Burp cloths…really?

I have finally sorted through all of the old baby stuff and narrowed down the list of “needs” and “wants” so that I can get a realistic picture of what we have to have.  Clothes were easy…some of the boy stuff can be worn by a girl and we’ve picked things up here and there ourselves.  We’ve held onto most of the big equipment or already purchased it when we found a good deal on something, like the car seat.  The only big thing I don’t have is a swing…and since I lived without one last time I figure I can do so again.  I have a couple of blankets ready to go.  Bedding and nursery decor are things that won’t be changing from the last baby, so we’re all set there.  We have toys left over from the previous kids, so no worries there.  One concern is bottles and other feeding accessories like a My Brest Friend nursing pillow.  I tossed all of my bottles about a week before I found out I was pregnant due to BPA concerns, so they have to be replaced.  But I do plan to breastfeed so even that is not a critical worry.  I can get them when (or if) I need them.  And I can always substitute a bed or couch pillow for the nursing pillow if necessary.

But I do not have a single burp cloth.  Seriously.  I don’t know what happened to them!  I’m sure I gave them away in one of my random organizing fits but every last one of them is gone.  It seems so strange to say that one of the things I really need is burp cloths.  Luckily these are not expensive so I can snag some next time I hit Walmart or Target.  But I am just baffled by the absurdity of it.  I’ve had 2 children, spent the first 6+ months of each of their lives with a burp cloth permanently affixed to one or both of my shoulders, and yet I have NONE.  Neither of them were major spitters, but we did use burp cloths every time we fed them because they always had a little something come back up.  So realizing I somehow got rid of all of them was a shock.  It seems like such a silly thing to say burp cloths when someone asks what we really need.  But there it is…the #1 thing on my “need” list right now is burp cloths.

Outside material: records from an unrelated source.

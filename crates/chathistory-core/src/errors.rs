/// Structural problems in a persisted chat-history document. Fatal to a session.
#[derive(Clone, Debug, PartialEq, Eq, thiserror::Error)]
pub enum HistoryError {
    #[error("front matter is missing its closing `---` line")]
    UnterminatedFrontMatter,
    #[error("front matter is not a key-value mapping: {0}")]
    InvalidFrontMatter(String),
    #[error("history must start with a `@name` line")]
    MissingSigil,
}

#[derive(Debug, thiserror::Error)]
pub enum TemplateError {
    #[error("refusing to read outside the template directory: {0}")]
    UnsafePath(String),
    #[error("failed to read template include {path}: {source}")]
    Io {
        path: String,
        #[source]
        source: std::io::Error,
    },
}

/// Failures talking to the generation backend.
#[derive(Clone, Debug, thiserror::Error)]
pub enum BackendError {
    #[error("network error: {0}")]
    Network(String),
    #[error("backend returned status {status}: {body}")]
    Status { status: u16, body: String },
    #[error("malformed fragment payload: {0}")]
    MalformedPayload(String),
    #[error("stream interrupted: {0}")]
    StreamInterrupted(String),
    #[error("invalid request: {0}")]
    InvalidRequest(String),
}

impl BackendError {
    /// Whether the failure means the backend could not be reached or stopped answering.
    pub fn is_unavailable(&self) -> bool {
        matches!(
            self,
            Self::Network(_)
                | Self::Status { .. }
                | Self::StreamInterrupted(_)
                | Self::MalformedPayload(_)
        )
    }
}

#[cfg(test)]
mod tests {
    use super::*;

    #[test]
    fn unavailable_classification() {
        assert!(BackendError::Network("refused".into()).is_unavailable());
        assert!(BackendError::Status { status: 502, body: "bad gateway".into() }.is_unavailable());
        assert!(BackendError::MalformedPayload("eof".into()).is_unavailable());
        assert!(BackendError::StreamInterrupted("idle".into()).is_unavailable());
        assert!(!BackendError::InvalidRequest("no url".into()).is_unavailable());
    }

    #[test]
    fn history_error_display() {
        assert_eq!(
            HistoryError::MissingSigil.to_string(),
            "history must start with a `@name` line"
        );
    }
}
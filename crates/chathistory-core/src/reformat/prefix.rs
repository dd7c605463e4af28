use crate::turn::NameSet;
use crate::SIGIL;

use super::Stage;

/// Turns `Name: text` lines into `@Name` speaker lines.
///
/// Only names in the snapshot count; anything else that looks like a prefix
/// is ordinary content. A prefix is only recognized at the start of a line,
/// never in the text following a stripped prefix or a left-trim. The first
/// non-blank text of a new speaker is left-trimmed once. A trailing partial
/// line is held back only while it could still grow into a known name.
#[derive(Debug)]
pub struct SpeakerPrefixes {
    names: NameSet,
    buffer: String,
    new_speaker: bool,
    line_start: bool,
}

impl SpeakerPrefixes {
    pub fn new(names: NameSet) -> Self {
        Self {
            names,
            buffer: String::new(),
            new_speaker: true,
            line_start: true,
        }
    }
}

impl Stage for SpeakerPrefixes {
    fn feed(&mut self, fragment: &str) -> Option<String> {
        self.buffer.push_str(fragment);
        let pending = std::mem::take(&mut self.buffer);

        let mut out = String::new();

        for (i, raw) in pending.split_inclusive('\n').enumerate() {
            let at_line_start = i > 0 || self.line_start;
            let mut line = raw;

            if at_line_start {
                if let Some(name) = self.names.prefix_of(line) {
                    out.push(SIGIL);
                    out.push_str(name);
                    out.push('\n');
                    line = &line[name.len() + 1..];
                    line = line.strip_prefix(' ').unwrap_or(line);
                    self.new_speaker = true;
                }
            }

            if self.new_speaker {
                line = line.trim_start();
                self.new_speaker = line.is_empty();
            }

            self.line_start = raw.ends_with('\n');
            let untouched = line.len() == raw.len();
            if !self.line_start && at_line_start && untouched && self.names.could_start(line) {
                // Still at the start of a line while held.
                self.buffer = line.to_string();
                self.line_start = true;
            } else {
                out.push_str(line);
            }
        }

        (!out.is_empty()).then_some(out)
    }

    fn finish(&mut self) -> Option<String> {
        let rest = std::mem::take(&mut self.buffer);
        (!rest.is_empty()).then_some(rest)
    }
}
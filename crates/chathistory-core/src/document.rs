use serde_json::{Map, Value};

use crate::codec;
use crate::errors::HistoryError;
use crate::turn::Turn;

const DELIMITER: &str = "---";

/// A persisted chat-history file: optional front matter plus the turn body.
#[derive(Clone, Debug, Default, PartialEq)]
pub struct Document {
    /// Inline settings from the front matter block.
    pub settings: Map<String, Value>,
    pub body: String,
}

impl Document {
    /// Split `text` into front matter and body.
    ///
    /// Text starting with `---` must close the block with a `---` line and
    /// the block must be a YAML mapping. Text without front matter is all body.
    pub fn parse(text: &str) -> Result<Self, HistoryError> {
        let Some(rest) = text.strip_prefix(DELIMITER) else {
            return Ok(Self {
                settings: Map::new(),
                body: text.to_string(),
            });
        };

        let rest = rest
            .strip_prefix('\n')
            .ok_or(HistoryError::UnterminatedFrontMatter)?;
        let (yaml, body) = split_front_matter(rest).ok_or(HistoryError::UnterminatedFrontMatter)?;

        Ok(Self {
            settings: parse_settings(yaml)?,
            body: body.to_string(),
        })
    }

    pub fn turns(&self) -> Vec<Turn> {
        codec::parse(&self.body)
    }
}

/// Returns `(yaml, body)` split at the closing delimiter line.
fn split_front_matter(rest: &str) -> Option<(&str, &str)> {
    if let Some(body) = rest.strip_prefix("---\n") {
        return Some(("", body));
    }
    if rest == DELIMITER {
        return Some(("", ""));
    }
    if let Some(pos) = rest.find("\n---\n") {
        return Some((&rest[..=pos], &rest[pos + 5..]));
    }
    rest.strip_suffix("\n---").map(|yaml| (yaml, ""))
}

fn parse_settings(yaml: &str) -> Result<Map<String, Value>, HistoryError> {
    if yaml.trim().is_empty() {
        return Ok(Map::new());
    }
    let value: Value = serde_yaml_ng::from_str(yaml)
        .map_err(|e| HistoryError::InvalidFrontMatter(e.to_string()))?;
    match value {
        Value::Null => Ok(Map::new()),
        Value::Object(map) => Ok(map),
        other => Err(HistoryError::InvalidFrontMatter(format!(
            "expected a mapping, found {other}"
        ))),
    }
}
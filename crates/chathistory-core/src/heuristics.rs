//! Decide how a conversation resumes: who speaks next, how to finish a
//! half-typed speaker name, and how much padding the last turn needs.
//!
//! None of these fail; every edge case resolves to "no suggestion".

use crate::messages::PromptRole;
use crate::turn::Turn;

/// Propose the speaker of the next turn.
///
/// Prefers the most recent named character that is neither the user nor the
/// last speaker, so several characters take turns. Falls back to alternating
/// between `user` and `assistant`.
pub fn guess_next_speaker(turns: &[Turn], user: &str) -> Option<String> {
    let last = turns.last()?;

    if last.content.trim().is_empty() {
        return None;
    }
    // A trailing space means the same speaker keeps typing.
    if last.content.ends_with(' ') {
        return None;
    }

    let candidate = turns.iter().rev().find(|t| {
        PromptRole::from_literal(&t.name).is_none() && t.name != user && t.name != last.name
    });
    if let Some(turn) = candidate {
        return Some(turn.name.clone());
    }

    if last.name != user {
        Some(user.to_string())
    } else {
        Some(PromptRole::Assistant.as_str().to_string())
    }
}

/// Suffix that completes a half-typed speaker name on the last turn.
///
/// Only applies when the last turn's content is exactly empty, i.e. the
/// document ends right after the partial name.
pub fn autocomplete_name(turns: &[Turn], extra_names: &[&str]) -> Option<String> {
    let (last, earlier) = turns.split_last()?;
    if !last.content.is_empty() {
        return None;
    }

    let partial = last.name.as_str();
    let mut candidates = earlier.iter().rev().map(|t| t.name.as_str());

    // Already a full name.
    if candidates.clone().any(|c| c == partial) {
        return None;
    }

    candidates
        .by_ref()
        .chain(extra_names.iter().copied())
        .find(|c| c.starts_with(partial))
        .map(|c| c[partial.len()..].to_string())
}

/// Text to append to the last turn so a new speaker line can follow.
pub fn final_message_padding(content: &str) -> Option<&'static str> {
    if content.is_empty() {
        return Some("\n");
    }
    if content == "\n" {
        return None;
    }
    if content.ends_with(' ') {
        return None;
    }
    if content.ends_with("\n\n") {
        return None;
    }
    if content.ends_with('\n') {
        return Some("\n");
    }
    Some("\n\n")
}

#[cfg(test)]
mod tests {
    use super::*;

    fn turns(pairs: &[(&str, &str)]) -> Vec<Turn> {
        pairs.iter().map(|(n, c)| Turn::new(*n, *c)).collect()
    }

    // --- guess_next_speaker ---

    #[test]
    fn no_guess_for_empty_history() {
        assert_eq!(guess_next_speaker(&[], "user"), None);
    }

    #[test]
    fn round_robin_to_other_character() {
        let t = turns(&[("A", "hello"), ("B", "hi")]);
        assert_eq!(guess_next_speaker(&t, "B").as_deref(), Some("A"));
    }

    #[test]
    fn trailing_space_means_same_speaker() {
        let t = turns(&[("user", "hi ")]);
        assert_eq!(guess_next_speaker(&t, "user"), None);
    }

    #[test]
    fn whitespace_only_content_means_no_guess() {
        assert_eq!(guess_next_speaker(&turns(&[("user", "\n")]), "user"), None);
        assert_eq!(guess_next_speaker(&turns(&[("user", "\n\t\n")]), "user"), None);
        assert_eq!(guess_next_speaker(&turns(&[("user", "")]), "user"), None);
    }

    #[test]
    fn character_answers_user() {
        let t = turns(&[("user", "\nhi\n\n"), ("Luna", "\nhello\n\n"), ("user", "\nhow are you?\n\n")]);
        assert_eq!(guess_next_speaker(&t, "user").as_deref(), Some("Luna"));
    }

    #[test]
    fn user_answers_character_when_no_other_character() {
        let t = turns(&[("user", "\nhi\n\n"), ("Luna", "\nhello\n\n")]);
        assert_eq!(guess_next_speaker(&t, "user").as_deref(), Some("user"));
    }

    #[test]
    fn alternates_to_assistant_without_characters() {
        let t = turns(&[("system", "\nrules\n\n"), ("user", "\nhi\n\n")]);
        assert_eq!(guess_next_speaker(&t, "user").as_deref(), Some("assistant"));
    }

    #[test]
    fn assistant_speaker_hands_back_to_user() {
        let t = turns(&[("user", "\nhi\n\n"), ("assistant", "\nhello\n\n")]);
        assert_eq!(guess_next_speaker(&t, "user").as_deref(), Some("user"));
    }

    #[test]
    fn picks_most_recent_other_character() {
        let t = turns(&[("A", "1"), ("B", "2"), ("user", "3"), ("C", "4")]);
        assert_eq!(guess_next_speaker(&t, "user").as_deref(), Some("B"));
    }

    // --- autocomplete_name ---

    #[test]
    fn completes_partial_name() {
        let t = turns(&[("Alice", "x"), ("Al", "")]);
        assert_eq!(autocomplete_name(&t, &[]).as_deref(), Some("ice"));
    }

    #[test]
    fn exact_name_needs_no_completion() {
        let t = turns(&[("Alice", "x"), ("Alice", "")]);
        assert_eq!(autocomplete_name(&t, &[]), None);
    }

    #[test]
    fn only_exactly_empty_content_is_completed() {
        let t = turns(&[("Alice", "x"), ("Al", "\n")]);
        assert_eq!(autocomplete_name(&t, &[]), None);
    }

    #[test]
    fn most_recent_candidate_wins() {
        let t = turns(&[("Alicia", "x"), ("Alice", "y"), ("Ali", "")]);
        assert_eq!(autocomplete_name(&t, &[]).as_deref(), Some("ce"));
    }

    #[test]
    fn extra_names_are_candidates() {
        let t = turns(&[("Luna", "x"), ("as", "")]);
        let extra = ["Bob", "system", "user", "assistant"];
        assert_eq!(autocomplete_name(&t, &extra).as_deref(), Some("sistant"));
    }

    #[test]
    fn history_names_beat_extra_names() {
        let t = turns(&[("Bobby", "x"), ("Bo", "")]);
        assert_eq!(autocomplete_name(&t, &["Bob"]).as_deref(), Some("bby"));
    }

    #[test]
    fn no_candidate_means_no_completion() {
        let t = turns(&[("Alice", "x"), ("Zed", "")]);
        assert_eq!(autocomplete_name(&t, &["user"]), None);
        assert_eq!(autocomplete_name(&[], &["user"]), None);
    }

    #[test]
    fn single_empty_turn_uses_extra_names() {
        let t = turns(&[("us", "")]);
        assert_eq!(autocomplete_name(&t, &["user"]).as_deref(), Some("er"));
    }

    // --- final_message_padding ---

    #[test]
    fn padding_rule_table() {
        assert_eq!(final_message_padding(""), Some("\n"));
        assert_eq!(final_message_padding("\n"), None);
        assert_eq!(final_message_padding("hi "), None);
        assert_eq!(final_message_padding("hi\n\n"), None);
        assert_eq!(final_message_padding("hi\n"), Some("\n"));
        assert_eq!(final_message_padding("hi"), Some("\n\n"));
    }

    #[test]
    fn padded_content_is_ready_for_a_new_speaker() {
        for content in ["\nhello", "\nhello\n", "\nhello\n\n"] {
            let mut padded = content.to_string();
            if let Some(pad) = final_message_padding(content) {
                padded.push_str(pad);
            }
            assert!(padded.ends_with("\n\n"), "not padded: {padded:?}");
            assert_eq!(final_message_padding(&padded), None);
        }
    }
}
//! Read-only markdown view of a chat-history document.

use chathistory_core::roles::turns_to_markdown;
use chathistory_core::Turn;
use tracing::debug;

/// File name the CLI writes the markdown view to.
pub const MARKDOWN_FILE: &str = "_markdown.md";

/// Render `turns` as markdown with `{{user}}` filled in and every turn's
/// content stripped of surrounding line breaks.
pub fn export_markdown(turns: &[Turn], user: &str) -> String {
    let rendered: Vec<Turn> = turns
        .iter()
        .map(|turn| {
            let content = if user.is_empty() {
                turn.content.clone()
            } else {
                turn.content.replace("{{user}}", user)
            };
            Turn::new(turn.name.as_str(), content).trimmed()
        })
        .collect();
    debug!(turns = rendered.len(), "exporting markdown");
    turns_to_markdown(&rendered)
}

With less than 7 weeks to go, this is what I’m obsessing about right now.  Because if I focus on the fact that I will be having major surgery and will be a mom to 3 in less than 50 days I may just go insane.

Chivalry IS dead.

We had a nice holiday at home with our families (a trip that almost didn’t happen because I woke up sick Monday) but I am so glad to be home tonight…and to have a legitimate excuse to avoid traveling for the rest of the holidays.  Though some people acted like I shot their dog when we tried to explain that I was going to be WAY too pregnant to travel home in December, a fact that I thought was pretty obvious by the fact that I’m *having a baby* less than a month after Christmas.  This is NOT new information, people!  But I digress…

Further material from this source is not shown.